We studied whether (SVi) is a high-risk marker in high gradient aortic stenosis patients and whether SVi is related to other clinical factors contributing to this risk.
699 consecutive patients who underwent TAVI were screened, and only patients with high gradient aortic stenosis were included. A 35 ml/m2 cut-off for SVi was used to define patients with high versus low flow. The primary endpoint was defined as a combination of cardiovascular death and re-admission to hospital with heart failure at 30 days.
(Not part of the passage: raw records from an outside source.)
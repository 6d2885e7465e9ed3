/*
 * @file engine.rs
 * @brief Dispatcher that routes utterances to rules or the fallback
 * @author Kevin Thomas
 * @date 2025
 *
 * MIT License
 *
 * Copyright (c) 2025 Kevin Thomas
 *
 * Permission is hereby granted, free of charge, to any person obtaining a copy
 * of this software and associated documentation files (the "Software"), to deal
 * in the Software without restriction, including without limitation the rights
 * to use, copy, modify, merge, publish, distribute, sublicense, and/or sell
 * copies of the Software, and to permit persons to whom the Software is
 * furnished to do so, subject to the following conditions:
 *
 * The above copyright notice and this permission notice shall be included in all
 * copies or substantial portions of the Software.
 *
 * THE SOFTWARE IS PROVIDED "AS IS", WITHOUT WARRANTY OF ANY KIND, EXPRESS OR
 * IMPLIED, INCLUDING BUT NOT LIMITED TO THE WARRANTIES OF MERCHANTABILITY,
 * FITNESS FOR A PARTICULAR PURPOSE AND NONINFRINGEMENT. IN NO EVENT SHALL THE
 * AUTHORS OR COPYRIGHT HOLDERS BE LIABLE FOR ANY CLAIM, DAMAGES OR OTHER
 * LIABILITY, WHETHER IN AN ACTION OF CONTRACT, TORT OR OTHERWISE, ARISING FROM,
 * OUT OF OR IN CONNECTION WITH THE SOFTWARE OR THE USE OR OTHER DEALINGS IN THE
 * SOFTWARE.
 */

//! Dispatcher: routes each utterance to a local rule or the chat fallback
//! and keeps the session history.
//!
//! `process` takes `&mut self`, so one engine can never run two turns at
//! once or observe a half-finished `clear_history`. Callers that share an
//! engine go through [`crate::worker::EngineHandle`], which serializes jobs.
//!
//! Rule actions make blocking OS calls, so matching runs on the blocking
//! thread pool and the async runtime stays responsive.

use std::sync::Arc;

use tracing::{debug, info, warn};

use crate::ai::ConversationalFallback;
use crate::commands::{self, IntentMatch};
use crate::history::History;
use crate::system::AppControl;
use crate::text;

/// Reply to an utterance that normalizes to nothing.
pub const DIDNT_CATCH: &str = "I didn't catch that. Could you please repeat?";

/// Fixed self-introduction that follows the salutation.
const INTRODUCTION: &str = "I'm Jarvis, your personal assistant. How may I help you today?";

/// Composes the local intent rules and the conversational fallback.
pub struct Engine {
    system: Arc<dyn AppControl>,
    fallback: ConversationalFallback,
    history: History,
}

impl Engine {
    pub fn new(system: Box<dyn AppControl>, fallback: ConversationalFallback) -> Self {
        Self {
            system: Arc::from(system),
            fallback,
            history: History::new(),
        }
    }

    /// Handles one utterance and returns the response text.
    ///
    /// # Details
    /// Whitespace-only input returns [`DIDNT_CATCH`] and leaves no trace.
    /// Anything else opens a history turn, is tried against the local rules
    /// (on lower-cased text) and only if none fires is sent to the fallback
    /// (original casing). The turn is completed before returning.
    ///
    /// Never fails: collaborator and chat failures arrive as response text.
    pub async fn process(&mut self, raw_text: &str) -> String {
        let text = text::normalize(raw_text);
        if text.is_empty() {
            debug!("empty utterance ignored");
            return DIDNT_CATCH.to_string();
        }
        let turn = self.history.open_turn(text.as_str());
        let local = Self::match_locally(Arc::clone(&self.system), text.to_lowercase());
        let response = match local.await {
            Ok(Some(hit)) => {
                info!(rule = ?hit.kind, "handled locally");
                hit.response
            }
            Ok(None) => {
                info!("forwarding to chat fallback");
                self.fallback.respond(&text).await
            }
            Err(err) => {
                warn!(%err, "local rule failed");
                format!("I encountered an error: {err}")
            }
        };
        self.history.complete(turn, response.as_str());
        response
    }

    /// Runs the rule table on the blocking pool.
    ///
    /// # Arguments
    /// * `system` - Collaborator the rule actions call.
    /// * `lowered` - Normalized, lower-cased utterance.
    ///
    /// # Returns
    /// The rule that fired, if any.
    ///
    /// # Errors
    /// The blocking task panicked or was cancelled.
    async fn match_locally(
        system: Arc<dyn AppControl>,
        lowered: String,
    ) -> Result<Option<IntentMatch>, tokio::task::JoinError> {
        tokio::task::spawn_blocking(move || commands::match_intent(&lowered, system.as_ref())).await
    }

    /// Empties the history and starts a fresh chat session.
    pub fn clear_history(&mut self) {
        self.history.clear();
        self.fallback.reset();
        info!("conversation history cleared");
    }

    /// Time-of-day salutation followed by the self-introduction.
    pub fn greeting(&self) -> String {
        format!("{}! {INTRODUCTION}", text::greeting())
    }

    pub fn history(&self) -> &History {
        &self.history
    }
}

#[cfg(test)]
mod tests {
    use super::*;
    use crate::ai::NOT_INITIALIZED;
    use crate::testing::{RecordingControl, ScriptedChat};

    fn engine_with_chat() -> (Engine, RecordingControl, crate::testing::ChatRecorder) {
        let control = RecordingControl::new();
        let (chat, recorder) = ScriptedChat::new();
        let engine = Engine::new(
            Box::new(control.clone()),
            ConversationalFallback::new(Box::new(chat)),
        );
        (engine, control, recorder)
    }

    #[tokio::test]
    async fn blank_input_leaves_no_history() {
        let (mut engine, control, recorder) = engine_with_chat();
        assert_eq!(engine.process("").await, DIDNT_CATCH);
        assert_eq!(engine.process(" \t \n").await, DIDNT_CATCH);
        assert!(engine.history().is_empty());
        assert!(control.calls().is_empty());
        assert!(recorder.sent().is_empty());
    }

    #[tokio::test]
    async fn local_rule_skips_fallback() {
        let (mut engine, control, recorder) = engine_with_chat();
        let reply = engine.process("  Open   Notepad ").await;
        assert_eq!(reply, "Opening notepad");
        assert_eq!(control.calls(), ["open:notepad"]);
        assert!(recorder.sent().is_empty());
        let entry = engine.history().last().unwrap();
        assert_eq!(entry.input_text(), "Open Notepad");
        assert_eq!(entry.output_text(), Some("Opening notepad"));
    }

    #[tokio::test]
    async fn unmatched_text_goes_to_fallback_with_original_case() {
        let (mut engine, control, recorder) = engine_with_chat();
        let reply = engine.process("Who is Tony Stark?").await;
        assert_eq!(reply, "reply #1");
        assert!(control.calls().is_empty());
        assert!(recorder.sent()[0].ends_with("User query: Who is Tony Stark?"));
        assert_eq!(engine.history().len(), 1);
    }

    #[tokio::test]
    async fn close_self_reaches_degraded_fallback() {
        let control = RecordingControl::new();
        let mut engine = Engine::new(
            Box::new(control.clone()),
            ConversationalFallback::uninitialized(),
        );
        assert_eq!(engine.process("close jarvis").await, NOT_INITIALIZED);
        assert!(control.calls().is_empty());
        assert_eq!(
            engine.history().last().unwrap().output_text(),
            Some(NOT_INITIALIZED)
        );
    }

    #[tokio::test]
    async fn clear_resets_history_and_session() {
        let (mut engine, _control, recorder) = engine_with_chat();
        engine.process("first question").await;
        engine.process("second question").await;
        engine.clear_history();
        assert!(engine.history().is_empty());
        engine.process("after clear").await;
        assert_eq!(engine.history().len(), 1);
        assert_eq!(recorder.resets(), 1);
        assert_eq!(recorder.context_at_send(), [0, 1, 0]);
    }

    #[test]
    fn greeting_has_salutation_and_introduction() {
        let (engine, _control, _recorder) = engine_with_chat();
        let greeting = engine.greeting();
        assert!(greeting.starts_with("Good "));
        assert!(greeting.ends_with("How may I help you today?"));
    }
}
/// Spoken application names and the executable (or bundle) they launch.
#[cfg(target_os = "windows")]
const KNOWN_APPS: &[(&str, &str)] = &[
    ("notepad", "notepad.exe"),
    ("calculator", "calc.exe"),
    ("paint", "mspaint.exe"),
    ("chrome", "chrome.exe"),
    ("firefox", "firefox.exe"),
    ("edge", "msedge.exe"),
    ("explorer", "explorer.exe"),
    ("word", "WINWORD.EXE"),
    ("excel", "EXCEL.EXE"),
    ("powerpoint", "POWERPNT.EXE"),
    ("vscode", "Code.exe"),
    ("vs code", "Code.exe"),
    ("visual studio code", "Code.exe"),
    ("spotify", "Spotify.exe"),
    ("discord", "Discord.exe"),
    ("teams", "Teams.exe"),
    ("outlook", "OUTLOOK.EXE"),
    ("cmd", "cmd.exe"),
    ("command prompt", "cmd.exe"),
    ("powershell", "powershell.exe"),
];

#[cfg(target_os = "macos")]
const KNOWN_APPS: &[(&str, &str)] = &[
    ("notepad", "TextEdit"),
    ("calculator", "Calculator"),
    ("paint", "Preview"),
    ("chrome", "Google Chrome"),
    ("firefox", "Firefox"),
    ("edge", "Microsoft Edge"),
    ("explorer", "Finder"),
    ("finder", "Finder"),
    ("word", "Microsoft Word"),
    ("excel", "Microsoft Excel"),
    ("powerpoint", "Microsoft PowerPoint"),
    ("vscode", "Visual Studio Code"),
    ("vs code", "Visual Studio Code"),
    ("visual studio code", "Visual Studio Code"),
    ("spotify", "Spotify"),
    ("discord", "Discord"),
    ("teams", "Microsoft Teams"),
    ("outlook", "Microsoft Outlook"),
    ("terminal", "Terminal"),
    ("cmd", "Terminal"),
    ("command prompt", "Terminal"),
    ("safari", "Safari"),
];

#[cfg(not(any(target_os = "windows", target_os = "macos")))]
const KNOWN_APPS: &[(&str, &str)] = &[
    ("notepad", "gedit"),
    ("calculator", "gnome-calculator"),
    ("paint", "pinta"),
    ("chrome", "google-chrome"),
    ("firefox", "firefox"),
    ("edge", "microsoft-edge"),
    ("explorer", "nautilus"),
    ("files", "nautilus"),
    ("word", "libreoffice"),
    ("excel", "libreoffice"),
    ("powerpoint", "libreoffice"),
    ("vscode", "code"),
    ("vs code", "code"),
    ("visual studio code", "code"),
    ("spotify", "spotify"),
    ("discord", "discord"),
    ("teams", "teams"),
    ("outlook", "thunderbird"),
    ("terminal", "gnome-terminal"),
    ("cmd", "gnome-terminal"),
    ("command prompt", "gnome-terminal"),
];

/// Maps a spoken name to its executable, if it is a known application.
pub fn resolve_alias(name: &str) -> Option<&'static str> {
    let key = name.trim().to_lowercase();
    KNOWN_APPS
        .iter()
        .find(|(alias, _)| *alias == key)
        .map(|(_, target)| *target)
}

/// Process name to look for when closing `name`.
///
/// # Details
/// Known names map through the alias table; anything else is used as
/// spoken. On Windows the `.exe` suffix is enforced.
pub fn process_name_for(name: &str) -> String {
    let base = resolve_alias(name)
        .map(str::to_string)
        .unwrap_or_else(|| name.trim().to_string());
    if cfg!(target_os = "windows") && !base.to_lowercase().ends_with(".exe") {
        format!("{base}.exe")
    } else {
        base
    }
}

/// Whether a running process is the one `close` is looking for.
///
/// # Details
/// Compares case-insensitively against the reported name, then the file
/// name of the executable. A name of exactly [`COMM_LEN`] bytes also
/// matches as a prefix, since Linux truncates longer names
/// (`gnome-calculator` runs as `gnome-calculato`).
///
/// # Arguments
/// * `name` - Process name as reported by the OS.
/// * `exe` - Executable path, when the OS lets us read it.
/// * `wanted` - Result of [`process_name_for`].
pub fn process_matches(name: &str, exe: Option<&Path>, wanted: &str) -> bool {
    if name.eq_ignore_ascii_case(wanted) {
        return true;
    }
    let exe_matches = exe
        .and_then(Path::file_name)
        .is_some_and(|file| file.to_string_lossy().eq_ignore_ascii_case(wanted));
    if exe_matches {
        return true;
    }
    name.len() == COMM_LEN
        && wanted
            .get(..COMM_LEN)
            .is_some_and(|prefix| prefix.eq_ignore_ascii_case(name))
}

/// Prefixes `https://` unless the URL already names an http(s) scheme.
pub fn normalize_url(url: &str) -> String {
    let url = url.trim();
    if url.starts_with("http") {
        url.to_string()
    } else {
        format!("https://{url}")
    }
}

/// Search URL with each word percent-encoded and words joined by `+`.
pub fn search_url(query: &str) -> String {
    let terms: Vec<_> = query
        .split_whitespace()
        .map(|word| urlencoding::encode(word).into_owned())
        .collect();
    format!("{SEARCH_URL}{}", terms.join("+"))
}

/// Real OS-control collaborator.
#[derive(Debug, Default)]
pub struct SystemController;

impl SystemController {
    pub fn new() -> Self {
        Self
    }

    /// Tries each launch strategy in turn until one spawns.
    fn launch(&self, target: &str) -> io::Result<()> {
        let mut last_err = io::Error::new(io::ErrorKind::NotFound, target.to_string());
        for mut command in launch_commands(target) {
            match spawn_detached(&mut command) {
                Ok(()) => return Ok(()),
                Err(err) => last_err = err,
            }
        }
        Err(last_err)
    }

    fn snapshot() -> System {
        let mut sys = System::new_all();
        sys.refresh_all();
        sys
    }
}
Of the 390 patients with high gradient severe aortic stenosis, 168 (43%) had low flow. They had higher NTproBNP [2578 (1043-5480) vs. 1714 (821-3599) ng/L, P=0.005], and smaller indexed valve area [0.28 (0.23-0.36) vs. 0.35 (0.29-0.42) cm2/m2, P< 0.001]. The primary endpoint was significantly more frequent in low flow compared to high flow patients [8.92% vs. 3.60%, HR 2.54 (95% CI 1.08 to 5.98), P=0.034] (Figure). This was driven mainly by a higher incidence of cardiovascular death [7 (4.2% vs. 0(0%), P= 0.003].
Previous myocardial infarction, CAD, AF, LV impairment, logistic Euroscore, in addition, to low flow were all predictors of 30 days clinical outcomes in an unadjusted model. When all these factors were included in the same adjusted model, only low flow appear to be a predictor of clinical outcomes (HR 2.43, 95% CI 0.86 to 6.64, P= 0.08), although this did not reach statistical significance (Table).
SVi can further characterise patients with high gradient aortic stenosis and may help to identify those who are at increased risk following TAVI.